[PROBLEM REQUIREMENTS]
Count the lines in the entries below that mention the string "Active", then write that number by itself.

◇ ◇ ◇ ◇ ◇ ◇ ◇

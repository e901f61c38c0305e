//! Workflow instances.

use super::{Task, Transition};
use crate::core::{InstanceStatus, TriggerKind};
use crate::utils::Timestamp;
use serde::{Deserialize, Serialize};

/// The live execution of a definition against one entity.
///
/// Instances are never deleted: once terminal they remain as audit records.
#[derive(Debug, Clone, PartialEq, Serialize, Deserialize)]
pub struct Instance {
    /// Instance id.
    pub id: String,
    /// Definition being executed.
    pub definition_id: String,
    /// Definition display name at start time.
    pub definition_name: String,
    /// Entity type (e.g. "change-order").
    pub entity_type: String,
    /// Entity id.
    pub entity_id: String,
    /// Entity display label (e.g. "ECO-0042").
    pub entity_label: String,
    /// Lifecycle status.
    pub status: InstanceStatus,
    /// Current stage; `None` only before the first stage is entered.
    pub current_stage_id: Option<String>,
    /// Current stage display name.
    pub current_stage_name: Option<String>,
    /// Every task ever created, in creation order.
    pub tasks: Vec<Task>,
    /// Append-only audit log.
    pub transitions: Vec<Transition>,
    /// User who started the workflow.
    pub initiator: String,
    /// When the workflow started.
    pub initiated_at: Timestamp,
    /// When the workflow reached a terminal status.
    pub completed_at: Option<Timestamp>,
    /// Comment supplied at start.
    pub submission_comment: String,
    /// Rejection comment or recall reason.
    pub final_comment: String,
    /// Opaque caller data.
    #[serde(default)]
    pub context: serde_json::Map<String, serde_json::Value>,
    /// Optimistic concurrency counter, bumped on every committed change.
    #[serde(default)]
    pub version: u64,
}

impl Instance {
    /// Gets a task by id.
    #[must_use]
    pub fn task(&self, task_id: &str) -> Option<&Task> {
        self.tasks.iter().find(|t| t.id == task_id)
    }

    /// Gets a mutable task by id.
    pub fn task_mut(&mut self, task_id: &str) -> Option<&mut Task> {
        self.tasks.iter_mut().find(|t| t.id == task_id)
    }

    /// Returns the tasks still awaiting a decision.
    pub fn pending_tasks(&self) -> impl Iterator<Item = &Task> {
        self.tasks.iter().filter(|t| !t.is_complete())
    }

    /// Returns the tasks holding a decision.
    pub fn completed_tasks(&self) -> impl Iterator<Item = &Task> {
        self.tasks.iter().filter(|t| t.is_complete())
    }

    /// Returns the tasks of the current stage.
    pub fn current_stage_tasks(&self) -> impl Iterator<Item = &Task> {
        let stage = self.current_stage_id.as_deref();
        self.tasks
            .iter()
            .filter(move |t| stage.is_some_and(|id| t.stage_id == id))
    }

    /// Returns pending tasks of the current stage while the instance is in flight.
    ///
    /// Tasks left pending in an earlier stage (e.g. after an `any` stage
    /// closed) or on a terminal instance are not actionable.
    pub fn actionable_tasks(&self) -> impl Iterator<Item = &Task> {
        let in_progress = self.status.is_in_progress();
        self.current_stage_tasks()
            .filter(move |t| in_progress && !t.is_complete())
    }

    /// Appends a transition that does not change the status.
    pub fn record(&mut self, transition: Transition) {
        debug_assert!(!transition.changes_status());
        self.transitions.push(transition);
    }

    /// Moves to `to` and appends `transition` stamped with the status pair.
    ///
    /// This is the only way the status changes, so every change has exactly
    /// one matching transition.
    pub fn change_status(&mut self, to: InstanceStatus, mut transition: Transition) {
        transition.from_status = Some(self.status);
        transition.to_status = Some(to);
        self.status = to;
        self.transitions.push(transition);
    }

    /// Reconstructs the status by replaying the transition log.
    ///
    /// Returns `None` if a transition's `from_status` does not match the
    /// status reached so far.
    #[must_use]
    pub fn replay_status(&self) -> Option<InstanceStatus> {
        self.transitions
            .iter()
            .filter(|t| t.changes_status())
            .try_fold(InstanceStatus::Draft, |current, t| {
                if t.from_status == Some(current) {
                    t.to_status
                } else {
                    None
                }
            })
    }

    /// Returns the transitions of one kind, in log order.
    pub fn transitions_of(&self, kind: TriggerKind) -> impl Iterator<Item = &Transition> {
        self.transitions.iter().filter(move |t| t.trigger_kind == kind)
    }
}

#[cfg(test)]
mod tests {
    use super::*;
    use crate::core::{AssigneeKind, Decision};
    use chrono::Utc;

    fn instance() -> Instance {
        let now = Utc::now();
        Instance {
            id: "inst-1".to_string(),
            definition_id: "wf".to_string(),
            definition_name: "Workflow".to_string(),
            entity_type: "part".to_string(),
            entity_id: "p-1".to_string(),
            entity_label: "PN-1".to_string(),
            status: InstanceStatus::Draft,
            current_stage_id: None,
            current_stage_name: None,
            tasks: Vec::new(),
            transitions: Vec::new(),
            initiator: "alice".to_string(),
            initiated_at: now,
            completed_at: None,
            submission_comment: String::new(),
            final_comment: String::new(),
            context: serde_json::Map::new(),
            version: 0,
        }
    }

    fn task(id: &str, stage: &str) -> Task {
        Task::pending(id, "inst-1", stage, stage, "bob", AssigneeKind::User, Utc::now())
    }

    #[test]
    fn test_change_status_records_pair() {
        let mut inst = instance();
        inst.change_status(
            InstanceStatus::Active,
            Transition::new("inst-1", TriggerKind::Initiation, "alice", Utc::now()),
        );

        assert_eq!(inst.status, InstanceStatus::Active);
        let t = &inst.transitions[0];
        assert_eq!(t.from_status, Some(InstanceStatus::Draft));
        assert_eq!(t.to_status, Some(InstanceStatus::Active));
    }

    #[test]
    fn test_replay_status() {
        let mut inst = instance();
        assert_eq!(inst.replay_status(), Some(InstanceStatus::Draft));

        inst.change_status(
            InstanceStatus::Active,
            Transition::new("inst-1", TriggerKind::Initiation, "alice", Utc::now()),
        );
        inst.record(Transition::new("inst-1", TriggerKind::Decision, "bob", Utc::now()));
        inst.change_status(
            InstanceStatus::Cancelled,
            Transition::new("inst-1", TriggerKind::Recall, "alice", Utc::now()),
        );

        assert_eq!(inst.replay_status(), Some(inst.status));
    }

    #[test]
    fn test_replay_detects_gap() {
        let mut inst = instance();
        let mut t = Transition::new("inst-1", TriggerKind::Completion, "x", Utc::now());
        t.from_status = Some(InstanceStatus::PendingApproval);
        t.to_status = Some(InstanceStatus::Completed);
        inst.transitions.push(t);

        assert_eq!(inst.replay_status(), None);
    }

    #[test]
    fn test_current_stage_and_actionable_tasks() {
        let mut inst = instance();
        inst.tasks.push(task("t1", "s1"));
        inst.tasks.push(task("t2", "s2"));
        inst.tasks.push(task("t3", "s2"));
        inst.tasks[2].decision = Decision::Approved;

        assert_eq!(inst.current_stage_tasks().count(), 0);

        inst.current_stage_id = Some("s2".to_string());
        assert_eq!(inst.current_stage_tasks().count(), 2);
        assert_eq!(inst.actionable_tasks().count(), 0);

        inst.status = InstanceStatus::PendingApproval;
        let actionable: Vec<_> = inst.actionable_tasks().map(|t| t.id.as_str()).collect();
        assert_eq!(actionable, vec!["t2"]);

        assert_eq!(inst.pending_tasks().count(), 2);
        assert_eq!(inst.completed_tasks().count(), 1);
    }

    #[test]
    fn test_task_lookup() {
        let mut inst = instance();
        inst.tasks.push(task("t1", "s1"));

        assert!(inst.task("t1").is_some());
        assert!(inst.task("nope").is_none());

        inst.task_mut("t1").unwrap().comments = "note".to_string();
        assert_eq!(inst.task("t1").unwrap().comments, "note");
    }
}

◇ ◇ ◇ ◇ ◇ ◇ ◇

[RESPONSE TO THE TASK]
4